Differential immunochemical markers reveal the normal distribution of brain macrophages and microglia in the developing rat brain

Abstract

Brain macrophages and microglia play important roles in central nervous system (CNS) development, especially during regressive events in which particular neuronal and glial constituents are eliminated. The purpose of this study is to provide a complete map of brain macrophage and microglia distribution in all regions of the neuraxis from birth to sexual maturity. We have utilized morphology and immunostaining with the specific antibodies OX-42 and ED1 to distinguish between brain macrophages and microglia. Brain macrophages are large, round cells, 10-15 microns in diameter, with few or no cytoplasmic processes; these cells are ED1- and OX-42-immunopositive. Microglia have small cell bodies with numerous, ramified cytoplasmic processes. These cells are OX-42-positive, and ED1-negative. We found a specific pattern of distribution of brain macrophages, targeting specific cortical and subcortical areas transiently, including developing fiber tracts. These cells disappeared completely by the third postnatal week.
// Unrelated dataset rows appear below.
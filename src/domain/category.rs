use serde::{Deserialize, Serialize};

use crate::domain::product::Product;

/// Virtual category that lists bestseller products.
pub const RECOMMENDED_CATEGORY_ID: &str = "RECOMMENDED";

/// Menu section grouping products.
#[derive(Debug, Serialize, Deserialize, Clone, PartialEq, Eq)]
#[serde(rename_all = "camelCase")]
pub struct Category {
    /// Stable identifier referenced by products.
    pub id: String,
    /// Text shown on the category tab.
    pub label: String,
    /// Emoji or glyph shown next to the label.
    pub icon: String,
    /// Optional background image reference.
    #[serde(default)]
    pub background_image: Option<String>,
}

impl Category {
    pub fn new(id: impl Into<String>, label: impl Into<String>, icon: impl Into<String>) -> Self {
        Self {
            id: id.into(),
            label: label.into(),
            icon: icon.into(),
            background_image: None,
        }
    }
}

/// Filter applied when browsing the menu.
#[derive(Debug, Clone, Default, Deserialize)]
pub struct MenuQuery {
    /// Selected category. `RECOMMENDED` lists bestsellers.
    pub category: Option<String>,
    /// Free text search. When non-empty it overrides the category filter.
    pub search: Option<String>,
}

impl MenuQuery {
    pub fn category(mut self, category: impl Into<String>) -> Self {
        self.category = Some(category.into());
        self
    }

    pub fn search(mut self, term: impl Into<String>) -> Self {
        self.search = Some(term.into());
        self
    }

    /// Apply the query to `products`, hiding unavailable entries.
    pub fn apply<'a>(&self, products: &'a [Product]) -> Vec<&'a Product> {
        let available = products.iter().filter(|product| product.is_available);

        if let Some(term) = self.search.as_deref().map(str::trim).filter(|t| !t.is_empty()) {
            return available
                .filter(|product| product.matches_search(term))
                .collect();
        }

        match self.category.as_deref() {
            None => available.collect(),
            Some(RECOMMENDED_CATEGORY_ID) => available
                .filter(|product| product.is_bestseller)
                .collect(),
            Some(category_id) => available
                .filter(|product| product.category_id == category_id)
                .collect(),
        }
    }
}

#[cfg(test)]
mod tests {
    use super::*;
    use crate::domain::money::Money;

    fn catalog() -> Vec<Product> {
        vec![
            Product::new("b1", "Zinger", Money::from_cents(2195), "BURGERS")
                .with_description("Spicy")
                .bestseller(),
            Product::new("b2", "Halloumi Burger", Money::from_cents(1695), "BURGERS"),
            Product::new("d1", "Cola", Money::from_cents(700), "DRINKS"),
            Product::new("d2", "Lemonade", Money::from_cents(700), "DRINKS").unavailable(),
        ]
    }

    fn ids(products: Vec<&Product>) -> Vec<&str> {
        products.iter().map(|product| product.id.as_str()).collect()
    }

    #[test]
    fn recommended_lists_bestsellers() {
        let products = catalog();
        let query = MenuQuery::default().category(RECOMMENDED_CATEGORY_ID);
        assert_eq!(ids(query.apply(&products)), vec!["b1"]);
    }

    #[test]
    fn category_filter_hides_unavailable_products() {
        let products = catalog();
        let query = MenuQuery::default().category("DRINKS");
        assert_eq!(ids(query.apply(&products)), vec!["d1"]);
    }

    #[test]
    fn search_overrides_category() {
        let products = catalog();
        let query = MenuQuery::default().category("DRINKS").search("burger");
        assert_eq!(ids(query.apply(&products)), vec!["b2"]);
    }

    #[test]
    fn blank_search_falls_back_to_category() {
        let products = catalog();
        let query = MenuQuery::default().category("BURGERS").search("   ");
        assert_eq!(ids(query.apply(&products)), vec!["b1", "b2"]);
    }
}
In contrast, OX-42-positive microglia exhibited a gradual increase in number and were distributed uniformly throughout gray matter and within white matter tracts. These cells remain in the adult CNS, constituting the resident microglia population. We suggest that these two distinct phagocytic cell populations perform unique functions in the developing brain, including remodeling of restricted CNS areas by brain macrophages that is part of a normal morphological process.